NEW YORK (Reuters) - Want to avoid those embarrassing internal emails containing concerns that an important product may be harmful, or documents that could attract the attention of an ambitious prosecutor?
The Medical Technology Learning Institute and Compliance-Alliance is offering: “Dangerous Documents: Avoiding Land Mines in Your FDA Records and Emails” -- a course tailor-made for the drug industry and medical device company executive anxious to cut down on pesky multimillion-dollar legal settlements.
Dangerous Documents offers such helpful tips as: Instead of writing, “We’ll meet on Thursday to destroy the documents,” it’s better to say, “We’ll meet on Thursday to implement our document retention policy.”
The course is the brain child of Compliance-Alliance founder Nancy Singer, a former U.S. prosecutor who did litigation for the Food and Drug Administration.

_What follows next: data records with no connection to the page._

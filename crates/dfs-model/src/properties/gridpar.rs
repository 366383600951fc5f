//! Grid parameters: instructions for generating sensor grids from a Room2D.

use serde::{Deserialize, Serialize};

use dfs_core::{
    tagged_union, Constraints, FieldDescriptor, FieldType, SchemaType, TypeDescriptor, TypeTag,
    Validate, ValidationContext,
};

use crate::identity::AutoNumber;

const POSITIVE: Constraints = Constraints::new().gt(0.0);
const NON_NEGATIVE: Constraints = Constraints::new().ge(0.0);
const VECTOR_3D: Constraints = Constraints::new().items(3, 3);

fn yes() -> bool {
    true
}

fn default_room_offset() -> f64 {
    1.0
}

fn default_radial_offset() -> f64 {
    1.2
}

fn default_exterior_offset() -> f64 {
    0.1
}

fn default_dir_count() -> i64 {
    8
}

fn offset_field(default: f64, target: &'static str) -> FieldDescriptor {
    let description = match target {
        "room" => "A number for how far to offset the grid from the Room2D floors. (Default: 1.0, suitable for Models in Meters).",
        "radial" => "A number for how far to offset the grid from the Room2D floors. (Default: 1.2, suitable for Models in Meters).",
        "aperture" => "A number for how far to offset the grid from the Apertures. (Default: 0.1, suitable for Models in Meters).",
        _ => "A number for how far to offset the grid from the Faces. (Default: 0.1, suitable for Models in Meters).",
    };
    FieldDescriptor::optional("offset", FieldType::number(), description).with_default(default.into())
}

fn validate_base(ctx: &mut ValidationContext, dimension: f64) {
    ctx.number("dimension", dimension, &POSITIVE);
}

/// Fields shared by every grid parameter. Never instantiated.
pub enum GridParameterBase {}

impl SchemaType for GridParameterBase {
    const TYPE_NAME: &'static str = "_GridParameterBase";

    fn describe() -> TypeDescriptor {
        TypeDescriptor::abstract_record(
            Self::TYPE_NAME,
            concat!(module_path!(), "::GridParameterBase"),
            "Base object for all GridParameters.",
            vec![
                FieldDescriptor::required(
                    "dimension",
                    FieldType::Number(POSITIVE),
                    "The dimension of the grid cells as a number.",
                ),
                FieldDescriptor::optional(
                    "include_mesh",
                    FieldType::Boolean,
                    "A boolean to note whether the resulting SensorGrid should include the mesh.",
                )
                .with_default(true.into()),
            ],
        )
    }
}

/// A sensor grid generated from a Room2D's floors.
#[derive(Debug, Clone, PartialEq, Serialize, Deserialize)]
#[serde(deny_unknown_fields)]
pub struct RoomGridParameter {
    /// Always `RoomGridParameter`.
    #[serde(rename = "type", default)]
    pub type_: TypeTag<RoomGridParameter>,
    /// Grid cell size.
    pub dimension: f64,
    /// Keep the mesh the sensors are taken from.
    #[serde(default = "yes")]
    pub include_mesh: bool,
    /// Height of the grid above the floor.
    #[serde(default = "default_room_offset")]
    pub offset: f64,
    /// Distance the grid keeps from the walls.
    #[serde(default)]
    pub wall_offset: f64,
}

impl RoomGridParameter {
    /// A floor grid with cells of `dimension`.
    pub fn new(dimension: f64) -> Self {
        Self {
            type_: TypeTag::new(),
            dimension,
            include_mesh: true,
            offset: default_room_offset(),
            wall_offset: 0.0,
        }
    }
}

impl SchemaType for RoomGridParameter {
    const TYPE_NAME: &'static str = "RoomGridParameter";

    fn describe() -> TypeDescriptor {
        TypeDescriptor::record(
            Self::TYPE_NAME,
            concat!(module_path!(), "::RoomGridParameter"),
            "Instructions for a SensorGrid generated from a Room2D's floors.",
            vec![
                offset_field(1.0, "room"),
                FieldDescriptor::optional(
                    "wall_offset",
                    FieldType::Number(NON_NEGATIVE),
                    "A number for the distance at which sensors close to walls should be \
                     removed. Note that this option has no effect unless the value is more \
                     than half of the dimension.",
                )
                .with_default(0.into()),
            ],
        )
        .extends(GridParameterBase::TYPE_NAME)
    }
}

impl Validate for RoomGridParameter {
    fn validate_into(&self, ctx: &mut ValidationContext) {
        validate_base(ctx, self.dimension);
        ctx.number("wall_offset", self.wall_offset, &NON_NEGATIVE);
    }
}

/// A sensor grid of radial directions around positions from floors.
#[derive(Debug, Clone, PartialEq, Serialize, Deserialize)]
#[serde(deny_unknown_fields)]
pub struct RoomRadialGridParameter {
    /// Always `RoomRadialGridParameter`.
    #[serde(rename = "type", default)]
    pub type_: TypeTag<RoomRadialGridParameter>,
    /// Grid cell size.
    pub dimension: f64,
    /// Keep the mesh the sensors are taken from.
    #[serde(default = "yes")]
    pub include_mesh: bool,
    /// Height of the grid above the floor.
    #[serde(default = "default_radial_offset")]
    pub offset: f64,
    /// Distance the grid keeps from the walls.
    #[serde(default)]
    pub wall_offset: f64,
    /// Number of directions radiating from each sensor point.
    #[serde(default = "default_dir_count")]
    pub dir_count: i64,
    /// Direction of the first radial sensor.
    #[serde(default, skip_serializing_if = "Option::is_none")]
    pub start_vector: Option<Vec<f64>>,
    /// Radius of the mesh drawn around each sensor point.
    #[serde(default)]
    pub mesh_radius: AutoNumber,
}

impl SchemaType for RoomRadialGridParameter {
    const TYPE_NAME: &'static str = "RoomRadialGridParameter";

    fn describe() -> TypeDescriptor {
        TypeDescriptor::record(
            Self::TYPE_NAME,
            concat!(module_path!(), "::RoomRadialGridParameter"),
            "Instructions for a SensorGrid of radial directions around positions from \
             floors.\n\nThis type of sensor grid is particularly helpful for studies of \
             multiple view directions, such as imageless glare studies.",
            vec![
                offset_field(1.2, "radial"),
                FieldDescriptor::optional(
                    "dir_count",
                    FieldType::Integer(POSITIVE),
                    "A positive integer for the number of radial directions to be generated \
                     around each position.",
                )
                .with_default(8.into()),
                FieldDescriptor::optional(
                    "start_vector",
                    FieldType::array_with(FieldType::number(), VECTOR_3D),
                    "A vector as 3 (x, y, z) values to set the start direction of the \
                     generated directions. This can be used to orient the resulting sensors \
                     to specific parts of the scene. It can also change the elevation of the \
                     resulting directions since this start vector will always be rotated in \
                     the XY plane to generate the resulting directions.",
                ),
                FieldDescriptor::optional(
                    "mesh_radius",
                    AutoNumber::field_type(NON_NEGATIVE),
                    "An optional number to override the radius of the meshes generated \
                     around each sensor. If Autocalculate, it will be equal to 45 percent of \
                     the grid dimension.",
                )
                .with_default(AutoNumber::default_value()),
            ],
        )
        .extends(RoomGridParameter::TYPE_NAME)
    }
}

impl Validate for RoomRadialGridParameter {
    fn validate_into(&self, ctx: &mut ValidationContext) {
        validate_base(ctx, self.dimension);
        ctx.number("wall_offset", self.wall_offset, &NON_NEGATIVE);
        ctx.integer("dir_count", self.dir_count, &POSITIVE);
        if let Some(vector) = &self.start_vector {
            ctx.items("start_vector", vector.len(), &VECTOR_3D);
        }
        self.mesh_radius.check(ctx, "mesh_radius", &NON_NEGATIVE);
    }
}

/// Kinds of exterior face a grid can be generated from.
#[derive(Debug, Clone, Copy, Default, PartialEq, Eq, Serialize, Deserialize)]
pub enum ExteriorFaceType {
    #[default]
    Wall,
    Roof,
    Floor,
    All,
}

impl SchemaType for ExteriorFaceType {
    const TYPE_NAME: &'static str = "ExteriorFaceType";

    fn describe() -> TypeDescriptor {
        TypeDescriptor::enumeration(
            Self::TYPE_NAME,
            concat!(module_path!(), "::ExteriorFaceType"),
            "An enumeration.",
            &["Wall", "Roof", "Floor", "All"],
        )
    }
}

/// A sensor grid generated from exterior faces.
#[derive(Debug, Clone, PartialEq, Serialize, Deserialize)]
#[serde(deny_unknown_fields)]
pub struct ExteriorFaceGridParameter {
    /// Always `ExteriorFaceGridParameter`.
    #[serde(rename = "type", default)]
    pub type_: TypeTag<ExteriorFaceGridParameter>,
    /// Grid cell size.
    pub dimension: f64,
    /// Keep the mesh the sensors are taken from.
    #[serde(default = "yes")]
    pub include_mesh: bool,
    /// Distance of the grid from the faces.
    #[serde(default = "default_exterior_offset")]
    pub offset: f64,
    /// Which exterior faces get a grid.
    #[serde(default)]
    pub face_type: ExteriorFaceType,
    /// Grid the faces with their apertures cut out.
    #[serde(default)]
    pub punched_geometry: bool,
}

impl SchemaType for ExteriorFaceGridParameter {
    const TYPE_NAME: &'static str = "ExteriorFaceGridParameter";

    fn describe() -> TypeDescriptor {
        TypeDescriptor::record(
            Self::TYPE_NAME,
            concat!(module_path!(), "::ExteriorFaceGridParameter"),
            "Instructions for a SensorGrid generated from exterior Faces.",
            vec![
                offset_field(0.1, "face"),
                FieldDescriptor::optional(
                    "face_type",
                    FieldType::reference::<ExteriorFaceType>(),
                    "Text to specify the type of face that will be used to generate grids. \
                     Note that only Faces with Outdoors boundary conditions will be used, \
                     meaning that most Floors will typically be excluded unless they \
                     represent the underside of a cantilever.",
                )
                .with_default("Wall".into()),
                FieldDescriptor::optional(
                    "punched_geometry",
                    FieldType::Boolean,
                    "A boolean to note whether the punched_geometry of the faces should be \
                     used (True) with the areas of sub-faces removed from the grid or the \
                     full geometry should be used (False).",
                )
                .with_default(false.into()),
            ],
        )
        .extends(GridParameterBase::TYPE_NAME)
    }
}

impl Validate for ExteriorFaceGridParameter {
    fn validate_into(&self, ctx: &mut ValidationContext) {
        validate_base(ctx, self.dimension);
    }
}

/// Kinds of exterior aperture a grid can be generated from.
#[derive(Debug, Clone, Copy, Default, PartialEq, Eq, Serialize, Deserialize)]
pub enum ExteriorApertureType {
    Window,
    Skylight,
    #[default]
    All,
}

impl SchemaType for ExteriorApertureType {
    const TYPE_NAME: &'static str = "ExteriorApertureType";

    fn describe() -> TypeDescriptor {
        TypeDescriptor::enumeration(
            Self::TYPE_NAME,
            concat!(module_path!(), "::ExteriorApertureType"),
            "An enumeration.",
            &["Window", "Skylight", "All"],
        )
    }
}

/// A sensor grid generated from exterior apertures.
#[derive(Debug, Clone, PartialEq, Serialize, Deserialize)]
#[serde(deny_unknown_fields)]
pub struct ExteriorApertureGridParameter {
    /// Always `ExteriorApertureGridParameter`.
    #[serde(rename = "type", default)]
    pub type_: TypeTag<ExteriorApertureGridParameter>,
    /// Grid cell size.
    pub dimension: f64,
    /// Keep the mesh the sensors are taken from.
    #[serde(default = "yes")]
    pub include_mesh: bool,
    /// Distance of the grid from the apertures.
    #[serde(default = "default_exterior_offset")]
    pub offset: f64,
    /// Which apertures get a grid.
    #[serde(default)]
    pub aperture_type: ExteriorApertureType,
}

impl SchemaType for ExteriorApertureGridParameter {
    const TYPE_NAME: &'static str = "ExteriorApertureGridParameter";

    fn describe() -> TypeDescriptor {
        TypeDescriptor::record(
            Self::TYPE_NAME,
            concat!(module_path!(), "::ExteriorApertureGridParameter"),
            "Instructions for a SensorGrid generated from exterior Aperture.",
            vec![
                offset_field(0.1, "aperture"),
                FieldDescriptor::optional(
                    "aperture_type",
                    FieldType::reference::<ExteriorApertureType>(),
                    "Text to specify the type of Aperture that will be used to generate \
                     grids. Window indicates Apertures in Walls. Skylights are in parent \
                     Roof faces.",
                )
                .with_default("All".into()),
            ],
        )
        .extends(GridParameterBase::TYPE_NAME)
    }
}

impl Validate for ExteriorApertureGridParameter {
    fn validate_into(&self, ctx: &mut ValidationContext) {
        validate_base(ctx, self.dimension);
    }
}

tagged_union! {
    /// Instructions for generating one sensor grid.
    pub enum GridParameter {
        RoomGridParameter(RoomGridParameter),
        RoomRadialGridParameter(RoomRadialGridParameter),
        ExteriorFaceGridParameter(ExteriorFaceGridParameter),
        ExteriorApertureGridParameter(ExteriorApertureGridParameter),
    }
}
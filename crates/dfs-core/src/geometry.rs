//! Point primitives and polygon edge counting.
//!
//! Points are serialized as bare coordinate arrays (`[x, y]`, `[x, y, z]`).
//! Decoding rejects arrays of the wrong arity; validation rejects
//! non-finite coordinates.

use serde::{Deserialize, Serialize};
use thiserror::Error;

use crate::constraint::Constraints;
use crate::context::{Validate, ValidationContext};

/// A coordinate array had the wrong number of values.
#[derive(Error, Debug, Clone, PartialEq, Eq)]
#[error("expected a point of {expected} coordinates, found {found}")]
pub struct CoordinateCountError {
    /// Coordinates the point type requires.
    pub expected: usize,
    /// Coordinates supplied.
    pub found: usize,
}

/// Item bounds for a 2D point array.
pub const POINT_2D: Constraints = Constraints::new().items(2, 2);

/// Item bounds for a 3D point array.
pub const POINT_3D: Constraints = Constraints::new().items(3, 3);

/// Item bounds for a polygon loop.
pub const POLYGON: Constraints = Constraints::new().min_items(3);

/// A point in the plane.
#[derive(Debug, Clone, Copy, PartialEq, Serialize, Deserialize)]
#[serde(try_from = "Vec<f64>", into = "Vec<f64>")]
pub struct Point2D {
    /// X coordinate.
    pub x: f64,
    /// Y coordinate.
    pub y: f64,
}

impl Point2D {
    /// Construct a point.
    pub const fn new(x: f64, y: f64) -> Self {
        Self { x, y }
    }
}

impl TryFrom<Vec<f64>> for Point2D {
    type Error = CoordinateCountError;

    fn try_from(values: Vec<f64>) -> Result<Self, Self::Error> {
        match values.as_slice() {
            [x, y] => Ok(Self { x: *x, y: *y }),
            _ => Err(CoordinateCountError {
                expected: 2,
                found: values.len(),
            }),
        }
    }
}

impl From<Point2D> for Vec<f64> {
    fn from(p: Point2D) -> Self {
        vec![p.x, p.y]
    }
}

impl Validate for Point2D {
    fn validate_into(&self, ctx: &mut ValidationContext) {
        check_finite(ctx, &[self.x, self.y]);
    }
}

/// A point in space.
#[derive(Debug, Clone, Copy, PartialEq, Serialize, Deserialize)]
#[serde(try_from = "Vec<f64>", into = "Vec<f64>")]
pub struct Point3D {
    /// X coordinate.
    pub x: f64,
    /// Y coordinate.
    pub y: f64,
    /// Z coordinate.
    pub z: f64,
}

impl Point3D {
    /// Construct a point.
    pub const fn new(x: f64, y: f64, z: f64) -> Self {
        Self { x, y, z }
    }
}

impl TryFrom<Vec<f64>> for Point3D {
    type Error = CoordinateCountError;

    fn try_from(values: Vec<f64>) -> Result<Self, Self::Error> {
        match values.as_slice() {
            [x, y, z] => Ok(Self {
                x: *x,
                y: *y,
                z: *z,
            }),
            _ => Err(CoordinateCountError {
                expected: 3,
                found: values.len(),
            }),
        }
    }
}

impl From<Point3D> for Vec<f64> {
    fn from(p: Point3D) -> Self {
        vec![p.x, p.y, p.z]
    }
}

impl Validate for Point3D {
    fn validate_into(&self, ctx: &mut ValidationContext) {
        check_finite(ctx, &[self.x, self.y, self.z]);
    }
}

fn check_finite(ctx: &mut ValidationContext, coordinates: &[f64]) {
    for (i, value) in coordinates.iter().enumerate() {
        if !value.is_finite() {
            ctx.index(i, |ctx| ctx.violation("must be a finite number", value));
        }
    }
}

/// Check a polygon loop under `name`: at least three points, each finite.
pub fn validate_polygon<P: Validate>(ctx: &mut ValidationContext, name: &str, points: &[P]) {
    ctx.field(name, |ctx| {
        POLYGON.check_items(ctx, points.len());
        points.validate_into(ctx);
    });
}

/// Check a list of polygon loops under `name`.
pub fn validate_polygons<P: Validate>(ctx: &mut ValidationContext, name: &str, loops: &[Vec<P>]) {
    ctx.field(name, |ctx| {
        for (i, points) in loops.iter().enumerate() {
            ctx.index(i, |ctx| {
                POLYGON.check_items(ctx, points.len());
                points.validate_into(ctx);
            });
        }
    });
}

/// Total edge count of a polygon with holes.
///
/// Each closed loop of `n` vertices has `n` edges, so the count is the
/// boundary length plus the length of every hole.
pub fn segment_count(boundary: &[Point2D], holes: Option<&[Vec<Point2D>]>) -> usize {
    boundary.len() + holes.map_or(0, |h| h.iter().map(Vec::len).sum())
}


#[cfg(test)]
mod proptests {
    use super::*;
    use proptest::prelude::*;

    // Quarter-unit coordinates print and parse back exactly.
    fn coordinate() -> impl Strategy<Value = f64> {
        (-4_000_000i32..4_000_000).prop_map(|v| f64::from(v) / 4.0)
    }

    fn point() -> impl Strategy<Value = Point2D> {
        (coordinate(), coordinate()).prop_map(|(x, y)| Point2D::new(x, y))
    }

    fn polygon() -> impl Strategy<Value = Vec<Point2D>> {
        prop::collection::vec(point(), 3..12)
    }

    proptest! {
        /// Edge count is the vertex count of every loop combined.
        #[test]
        fn segment_count_sums_loops(boundary in polygon(), holes in prop::collection::vec(polygon(), 0..4)) {
            let expected = boundary.len() + holes.iter().map(Vec::len).sum::<usize>();
            prop_assert_eq!(segment_count(&boundary, Some(holes.as_slice())), expected);
        }

        /// Finite points always validate and survive a JSON round trip.
        #[test]
        fn finite_points_round_trip(p in point()) {
            prop_assert!(p.validate().is_ok());
            let json = serde_json::to_string(&p).unwrap();
            let back: Point2D = serde_json::from_str(&json).unwrap();
            prop_assert_eq!(back, p);
        }
    }
}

Singer is using her expertise to educate company officials on how to write internal and external communications that do not contain potential “landmines,” which she describes as anything that “if it’s uncovered, it explodes.”
“Documents are like diamonds,” she is fond of saying. “They are very precious and they last forever.”
The Compliance-Alliance mission statement says the course will present “the latest thinking on what it takes to achieve and maintain compliance with FDA and CMS requirements.”
However, there appears to be more here than instruction on how to be an upstanding corporate citizen and keep government agencies happy. The course agenda reads more like a primer on how to avoid raising red flags with the regulatory police or the suspicion of prosecutors and product liability lawyers.
Some of the more eye catching topics listed in the program for the $995 course include:
* Who can be held criminally liable under the Federal Food, Drug and Cosmetic Act
* 18 words that will attract the attention of prosecutors or plaintiffs’ lawyers
* 8 common practices that are sure to get you in trouble
* The dangers in not monitoring employee emails
Singer insists this is not about how to bury negative data or avoid getting caught for nefarious practices.
“I want to educate all employees on the ramifications of how inappropriate statements can be used,” Singer said.
Indeed, in every personal injury trial in which Merck & Co defended its handling of the withdrawn pain drug Vioxx, plaintiffs’ lawyers dredged up internal Merck memos that questioned company interpretations of clinical safety data. Despite winning most of those trials, Merck finally agreed to a $4.85 billion settlement.
“To survive in our litigious society, organizations need to have the right communications culture. Everyone needs to understand what they should, or should not, write in their emails,” Singer writes in a pitch for the course.
Never use words like illegal or negligent when you can instead say, “It could be argued that that doesn’t comply with requirements” or “perhaps we haven’t been as careful as we should be,” Singer said.
She teaches that all written communication should be constructed with the idea that it will be viewed by a third party who may try to use it against the company.
Medtronic Inc, Allergan Inc, Sepracor Inc, Varian Medical Systems Inc and Siemens AG, which last month agreed to pay $800 million to settle a U.S. bribery probe, are among the health care companies with employees who have taken the course.
“I‘m a big proponent of the course,” said Michael Morton, Medtronic’s director of regulatory affairs. “It’s heightened the awareness of everyone who participated.”
Among the pitfalls Singer discusses is what she calls the CYA (Cover Your Ass) memo, in which an employee puts concerns in writing for the files to show he or she raised the issue.
If the employee gets subpoenaed in a product liability case the CYA memo will be used against the company, Singer says, “and it’s not going to protect you from the government.”
Another common misconception, Singer says, is the belief that putting “confidential” or “internal use only” on a memo will keep it out of the hands of investigators or government agencies.
“Writing ‘confidential’ doesn’t mean anything.”